• _Exercise directions_: Whenever the word "Formatter" appears in a line of the data below, copy that line.

----

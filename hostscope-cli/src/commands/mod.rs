//! Command implementations
//!
//! Each command builds its own pipeline around the local procfs source and
//! talks to it through the read API only.

mod identity;
mod snapshot;
mod watch;

use std::sync::Arc;

use hostscope_core::{ProcStatsSource, StatsPipeline, StatsSettings};

use crate::cli::Commands;
use crate::error::CliError;

/// Dispatches a parsed command
pub async fn dispatch(settings: StatsSettings, command: &Commands) -> Result<(), CliError> {
    match command {
        Commands::Snapshot {
            format,
            count,
            sort,
        } => snapshot::run(settings, *format, *count, *sort).await,
        Commands::Watch {
            format,
            interval_ms,
            ticks,
        } => watch::run(settings, *format, *interval_ms, *ticks).await,
        Commands::Identity { format } => identity::run(settings, *format).await,
    }
}

/// Builds a pipeline over the local host, failing fast when the stats
/// capability is absent
fn build_pipeline(settings: StatsSettings) -> Result<StatsPipeline, CliError> {
    let pipeline = StatsPipeline::new(Arc::new(ProcStatsSource::new()), settings);
    if !pipeline.is_available() {
        return Err(CliError::Unavailable);
    }
    Ok(pipeline)
}
//! Interval-driven poll scheduler
//!
//! Spawns a task that runs one refresh cycle per tick until stopped. The
//! store's own guard keeps overlapping cycles out, so a slow cycle simply
//! causes later ticks to be dropped rather than queued.
//!
//! No timeout bounds an individual fetch: a fetch that never settles keeps
//! the store's guard held and silently blocks every subsequent tick.

use std::sync::Arc;
use std::time::Duration;

use tokio::sync::mpsc;

use super::store::StatsStore;

/// Handle to a running poller
#[derive(Debug)]
pub struct PollerHandle {
    /// Send to stop the poller; dropping the handle stops it too
    stop_tx: mpsc::Sender<()>,
}

impl PollerHandle {
    /// Signals the poller to stop.
    ///
    /// An in-flight refresh cycle still settles; no further ticks fire.
    pub async fn stop(&self) {
        let _ = self.stop_tx.send(()).await;
    }
}

/// Starts a poll loop driving `store` every `interval`.
///
/// The first tick fires immediately. Returns a handle that stops the loop;
/// the loop also exits when every handle has been dropped.
pub fn start_poller(store: Arc<StatsStore>, interval: Duration) -> PollerHandle {
    let (stop_tx, mut stop_rx) = mpsc::channel::<()>(1);

    tokio::spawn(async move {
        let mut ticker = tokio::time::interval(interval);
        loop {
            tokio::select! {
                _ = stop_rx.recv() => {
                    // Some(()) is an explicit stop, None means the handle
                    // was dropped; both end the session
                    tracing::debug!("poller stopped");
                    break;
                }
                _ = ticker.tick() => {
                    store.refresh().await;
                }
            }
        }
    });

    PollerHandle { stop_tx }
}
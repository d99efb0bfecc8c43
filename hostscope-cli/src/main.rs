//! `hostscope` CLI - headless consumer of the statistics pipeline
//!
//! Provides commands for printing a one-shot snapshot, watching live
//! statistics, and showing the system identity. Everything goes through the
//! pipeline's read API; the CLI never touches the source directly.

mod cli;
mod commands;
mod config;
mod error;
mod util;

use clap::Parser;
use cli::Cli;
use error::CliError;

#[tokio::main]
async fn main() {
    let cli = Cli::parse();
    init_tracing(cli.verbose, cli.quiet);

    let result = run(&cli).await;

    if let Err(e) = result {
        if !cli.quiet {
            eprintln!("Error: {e}");
        }
        std::process::exit(e.exit_code());
    }
}

async fn run(cli: &Cli) -> Result<(), CliError> {
    let settings = config::load_settings(cli.config.as_deref())?;
    commands::dispatch(settings, &cli.command).await
}

fn init_tracing(verbose: u8, quiet: bool) {
    let default_level = if quiet {
        "error"
    } else {
        match verbose {
            0 => "warn",
            1 => "info",
            2 => "debug",
            _ => "trace",
        }
    };
    let filter = tracing_subscriber::EnvFilter::try_from_default_env()
        .unwrap_or_else(|_| tracing_subscriber::EnvFilter::new(default_level));
    tracing_subscriber::fmt()
        .with_env_filter(filter)
        .with_writer(std::io::stderr)
        .init();
}
use std::fmt::{self, Display, Formatter};

/// An IEEE binary32 immediate floating point value, represented as a u32
/// containing the bit pattern.
///
/// All bit patterns are allowed. Equality and hashing are defined on the bit pattern so that
/// constants can be compared structurally (`NaN == NaN`, `0.0 != -0.0`).
#[derive(Copy, Clone, Debug, Eq, PartialEq, Hash)]
#[repr(transparent)]
pub struct Ieee32(u32);

/// An IEEE binary64 immediate floating point value, represented as a u64
/// containing the bit pattern.
#[derive(Copy, Clone, Debug, Eq, PartialEq, Hash)]
#[repr(transparent)]
pub struct Ieee64(u64);

macro_rules! ieee {
    ($ty: ident($bits: ident, $float: ident)) => {
        impl $ty {
            #[inline]
            pub const fn with_bits(bits: $bits) -> $ty {
                $ty(bits)
            }

            #[inline]
            pub fn with_float(val: $float) -> $ty {
                $ty(val.to_bits())
            }

            #[inline]
            pub const fn bits(self) -> $bits {
                self.0
            }

            #[inline]
            pub fn as_float(self) -> $float {
                $float::from_bits(self.0)
            }

            /// Both `0.0` and `-0.0` count as zero.
            #[inline]
            pub fn is_zero(self) -> bool {
                self.as_float() == 0.0
            }
        }

        impl From<$float> for $ty {
            fn from(val: $float) -> $ty {
                $ty::with_float(val)
            }
        }

        impl From<$ty> for $float {
            fn from(val: $ty) -> $float {
                val.as_float()
            }
        }

        impl Display for $ty {
            fn fmt(&self, f: &mut Formatter<'_>) -> fmt::Result {
                let val = self.as_float();
                if val.is_nan() {
                    write!(f, "NaN")
                } else if val.is_infinite() {
                    if val > 0.0 {
                        write!(f, "+Inf")
                    } else {
                        write!(f, "-Inf")
                    }
                } else {
                    write!(f, "{:?}", val)
                }
            }
        }
    };
}

ieee!(Ieee32(u32, f32));
ieee!(Ieee64(u64, f64));
use std::marker::PhantomData;

use cir::{split_continuations, Call, CirValue};

use crate::rules::{constant, pass, Integer, IntegerMarker, StrengthReducible};
use crate::CirOptimizer;

#[derive(Clone, Copy, Debug, PartialEq, Eq)]
pub enum ShiftDirection {
    Left,
    SignedRight,
    UnsignedRight,
}

/// Shifts that leave their operand unchanged.
#[derive(Clone, Copy, Debug, PartialEq, Eq)]
pub struct Shift<T> {
    pub direction: ShiftDirection,
    _marker: IntegerMarker<T>,
}

impl<T> Shift<T> {
    pub const fn new(direction: ShiftDirection) -> Shift<T> {
        Shift { direction, _marker: PhantomData }
    }
}

impl<T: Integer> StrengthReducible for Shift<T> {
    fn is_reducible(&self, _ctx: &CirOptimizer, args: &[CirValue]) -> bool {
        // the amount is masked to the operand width
        if let Some(amount) = constant::<i32>(&args[1]) {
            if amount as u32 & (T::BITS - 1) == 0 {
                return true;
            }
        }

        match constant::<T>(&args[0]) {
            Some(val) if val == T::ZERO => true,
            Some(val) if val == T::N_ONE => self.direction == ShiftDirection::SignedRight,
            _ => false,
        }
    }

    fn reduce(&self, _ctx: &mut CirOptimizer, args: &[CirValue]) -> Call {
        let (params, k, _) = split_continuations(args);
        pass(k, params[0].clone())
    }
}
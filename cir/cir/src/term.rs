//! CIR terms.
//!
//! A term is a [`Call`]: a procedure applied to arguments. Procedures and arguments are
//! [`CirValue`]s. Closures bind [`Variable`]s and are either procedures (taking a normal and an
//! exception continuation as their last two parameters) or continuations.

use stdx::{impl_debug_display, impl_idx_from};
use typed_index_collections::TiVec;

use crate::{BuiltinRef, CirSwitch, Kind, Snippet, Value};


/// A variable bound by a closure. Variables are identified by their index into [`Variables`].
#[derive(Clone, Copy, PartialEq, Eq, PartialOrd, Ord, Hash)]
pub struct Variable(u32);
impl_idx_from!(Variable(u32));
impl_debug_display! {var @ Variable => "v{}", var.0}

/// Creates the variables of a compilation unit.
#[derive(Clone, Debug, Default)]
pub struct Variables {
    kinds: TiVec<Variable, Kind>,
}

impl Variables {
    pub fn new() -> Variables {
        Variables::default()
    }

    pub fn new_variable(&mut self, kind: Kind) -> Variable {
        self.kinds.push_and_get_key(kind)
    }

    /// Creates the variables binding the normal and the exception continuation of a procedure.
    pub fn new_continuations(&mut self) -> (Variable, Variable) {
        let k = self.kinds.push_and_get_key(Kind::Void);
        let e = self.kinds.push_and_get_key(Kind::Void);
        (k, e)
    }

    #[inline]
    pub fn kind(&self, var: Variable) -> Kind {
        self.kinds[var]
    }

    #[inline]
    pub fn len(&self) -> usize {
        self.kinds.len()
    }

    #[inline]
    pub fn is_empty(&self) -> bool {
        self.kinds.is_empty()
    }
}

#[derive(Clone, Copy, PartialEq, Eq, Hash, Debug)]
pub enum ClosureKind {
    Procedure,
    Continuation,
}

#[derive(Clone, PartialEq, Eq, Hash, Debug)]
pub struct Closure {
    pub kind: ClosureKind,
    pub params: Vec<Variable>,
    pub body: Call,
}

impl Closure {
    pub fn procedure(params: Vec<Variable>, body: Call) -> Closure {
        Closure { kind: ClosureKind::Procedure, params, body }
    }

    pub fn continuation(params: Vec<Variable>, body: Call) -> Closure {
        Closure { kind: ClosureKind::Continuation, params, body }
    }

    #[inline]
    pub fn is_continuation(&self) -> bool {
        self.kind == ClosureKind::Continuation
    }

    /// Returns the parameter of a continuation that binds exactly one value.
    pub fn single_param(&self) -> Option<Variable> {
        match *self.params {
            [param] if self.is_continuation() => Some(param),
            _ => None,
        }
    }
}

/// Debugging information attached to a call. Frame descriptors reference values (for example
/// the live locals at a bytecode position) but do not count as uses for data flow.
#[derive(Clone, PartialEq, Eq, Hash, Debug)]
pub struct FrameDescriptor {
    pub position: u32,
    pub locals: Vec<CirValue>,
    pub stack: Vec<CirValue>,
    pub parent: Option<Box<FrameDescriptor>>,
}

impl FrameDescriptor {
    pub fn new(position: u32, locals: Vec<CirValue>, stack: Vec<CirValue>) -> FrameDescriptor {
        FrameDescriptor { position, locals, stack, parent: None }
    }

    pub fn uses(&self, var: Variable) -> bool {
        self.locals.iter().chain(&self.stack).any(|val| val.uses(var, true))
            || self.parent.as_ref().map_or(false, |parent| parent.uses(var))
    }

    pub fn use_count(&self, var: Variable) -> usize {
        self.locals.iter().chain(&self.stack).map(|val| val.use_count(var)).sum::<usize>()
            + self.parent.as_ref().map_or(0, |parent| parent.use_count(var))
    }

    /// Replaces every reference to `var` with `replacement`.
    pub fn retarget(&mut self, var: Variable, replacement: &CirValue) {
        for val in self.locals.iter_mut().chain(&mut self.stack) {
            val.substitute(var, replacement);
        }
        if let Some(parent) = &mut self.parent {
            parent.retarget(var, replacement)
        }
    }
}

#[derive(Clone, PartialEq, Eq, Hash, Debug)]
pub enum CirValue {
    Constant(Value),
    Variable(Variable),
    Closure(Box<Closure>),
    Builtin(BuiltinRef),
    Switch(CirSwitch),
    Snippet(Snippet),
}

impl CirValue {
    #[inline]
    pub fn int(val: i32) -> CirValue {
        CirValue::Constant(Value::Int(val))
    }

    #[inline]
    pub fn long(val: i64) -> CirValue {
        CirValue::Constant(Value::Long(val))
    }

    #[inline]
    pub fn word(val: u64) -> CirValue {
        CirValue::Constant(Value::Word(val))
    }

    pub fn as_constant(&self) -> Option<&Value> {
        if let CirValue::Constant(val) = self {
            Some(val)
        } else {
            None
        }
    }

    pub fn as_variable(&self) -> Option<Variable> {
        if let CirValue::Variable(var) = *self {
            Some(var)
        } else {
            None
        }
    }

    pub fn as_closure(&self) -> Option<&Closure> {
        if let CirValue::Closure(closure) = self {
            Some(closure)
        } else {
            None
        }
    }

    #[inline]
    pub fn is_constant(&self) -> bool {
        matches!(self, CirValue::Constant(_))
    }

    /// Whether `var` occurs in this value. References from frame descriptors inside closures
    /// are only considered if `include_frames` is set.
    pub fn uses(&self, var: Variable, include_frames: bool) -> bool {
        match self {
            CirValue::Variable(it) => *it == var,
            CirValue::Closure(closure) => closure.body.uses(var, include_frames),
            _ => false,
        }
    }

    /// Number of occurrences of `var` in this value (frame descriptors included).
    pub fn use_count(&self, var: Variable) -> usize {
        match self {
            CirValue::Variable(it) => (*it == var) as usize,
            CirValue::Closure(closure) => closure.body.use_count(var),
            _ => 0,
        }
    }

    /// Replaces every occurrence of `var` (frame descriptors included) with `replacement`.
    pub fn substitute(&mut self, var: Variable, replacement: &CirValue) {
        match self {
            CirValue::Variable(it) if *it == var => *self = replacement.clone(),
            CirValue::Closure(closure) => closure.body.substitute(var, replacement),
            _ => (),
        }
    }
}

impl From<Value> for CirValue {
    fn from(val: Value) -> CirValue {
        CirValue::Constant(val)
    }
}

impl From<Variable> for CirValue {
    fn from(var: Variable) -> CirValue {
        CirValue::Variable(var)
    }
}

impl From<Closure> for CirValue {
    fn from(closure: Closure) -> CirValue {
        CirValue::Closure(Box::new(closure))
    }
}

impl From<BuiltinRef> for CirValue {
    fn from(builtin: BuiltinRef) -> CirValue {
        CirValue::Builtin(builtin)
    }
}

impl From<crate::Builtin> for CirValue {
    fn from(builtin: crate::Builtin) -> CirValue {
        CirValue::Builtin(builtin.into())
    }
}

impl From<CirSwitch> for CirValue {
    fn from(switch: CirSwitch) -> CirValue {
        CirValue::Switch(switch)
    }
}

impl From<Snippet> for CirValue {
    fn from(snippet: Snippet) -> CirValue {
        CirValue::Snippet(snippet)
    }
}

#[derive(Clone, PartialEq, Eq, Hash, Debug)]
pub struct Call {
    pub procedure: CirValue,
    pub arguments: Vec<CirValue>,
    pub frame: Option<Box<FrameDescriptor>>,
}

impl Call {
    pub fn new(procedure: impl Into<CirValue>, arguments: Vec<CirValue>) -> Call {
        Call { procedure: procedure.into(), arguments, frame: None }
    }

    pub fn with_frame(mut self, frame: FrameDescriptor) -> Call {
        self.frame = Some(Box::new(frame));
        self
    }

    /// The builtin called by this call, if any.
    pub fn builtin(&self) -> Option<BuiltinRef> {
        if let CirValue::Builtin(builtin) = self.procedure {
            Some(builtin)
        } else {
            None
        }
    }

    pub fn uses(&self, var: Variable, include_frames: bool) -> bool {
        self.procedure.uses(var, include_frames)
            || self.arguments.iter().any(|arg| arg.uses(var, include_frames))
            || (include_frames && self.frame.as_ref().map_or(false, |frame| frame.uses(var)))
    }

    pub fn use_count(&self, var: Variable) -> usize {
        let frame = self.frame.as_ref().map_or(0, |frame| frame.use_count(var));
        self.procedure.use_count(var)
            + self.arguments.iter().map(|arg| arg.use_count(var)).sum::<usize>()
            + frame
    }

    pub fn substitute(&mut self, var: Variable, replacement: &CirValue) {
        self.procedure.substitute(var, replacement);
        for arg in &mut self.arguments {
            arg.substitute(var, replacement);
        }
        if let Some(frame) = &mut self.frame {
            frame.retarget(var, replacement)
        }
    }
}

/// Splits the arguments of a call to a builtin into its parameters, the normal continuation
/// and the exception continuation.
///
/// # Panics
///
/// Panics if there are fewer than two arguments.
pub fn split_continuations(args: &[CirValue]) -> (&[CirValue], &CirValue, &CirValue) {
    match args {
        [params @ .., k, e] => (params, k, e),
        _ => panic!("a call to a builtin must receive a normal and an exception continuation"),
    }
}
//! Small helpers shared by all CIR crates.

mod ieee;
mod macros;

pub use crate::ieee::{Ieee32, Ieee64};

/// Returns `true` if `bits`, truncated to its lowest `width` bits, is zero or a power of two.
#[inline]
pub fn is_power_of_two_or_zero(bits: u64, width: u32) -> bool {
    let bits = truncate(bits, width);
    bits & bits.wrapping_sub(1) == 0
}

/// Clears every bit of `bits` above the lowest `width` bits.
#[inline]
pub fn truncate(bits: u64, width: u32) -> u64 {
    if width >= 64 {
        bits
    } else {
        bits & ((1u64 << width) - 1)
    }
}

----

• _Response to this task_:
use std::fmt::{self, Display, Formatter};
            fn fmt(&self, f: &mut Formatter<'_>) -> fmt::Result {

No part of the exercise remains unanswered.